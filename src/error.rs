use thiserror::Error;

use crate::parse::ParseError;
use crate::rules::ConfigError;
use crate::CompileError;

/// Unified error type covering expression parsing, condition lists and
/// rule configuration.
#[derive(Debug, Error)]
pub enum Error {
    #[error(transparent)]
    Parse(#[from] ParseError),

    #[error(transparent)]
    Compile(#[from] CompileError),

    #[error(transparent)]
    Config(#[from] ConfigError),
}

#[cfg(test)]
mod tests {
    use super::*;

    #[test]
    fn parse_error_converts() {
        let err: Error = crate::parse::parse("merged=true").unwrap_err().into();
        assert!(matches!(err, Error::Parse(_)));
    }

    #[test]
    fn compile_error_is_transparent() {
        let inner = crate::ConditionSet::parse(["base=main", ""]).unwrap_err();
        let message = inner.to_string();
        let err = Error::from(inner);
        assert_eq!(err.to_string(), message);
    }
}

──────────────────────────────

* TASK REQUIREMENTS *
Copy out each line in the listing that has the word "ParseError".

* ANSWER FOR THE TASK *
use crate::parse::ParseError;
    Parse(#[from] ParseError),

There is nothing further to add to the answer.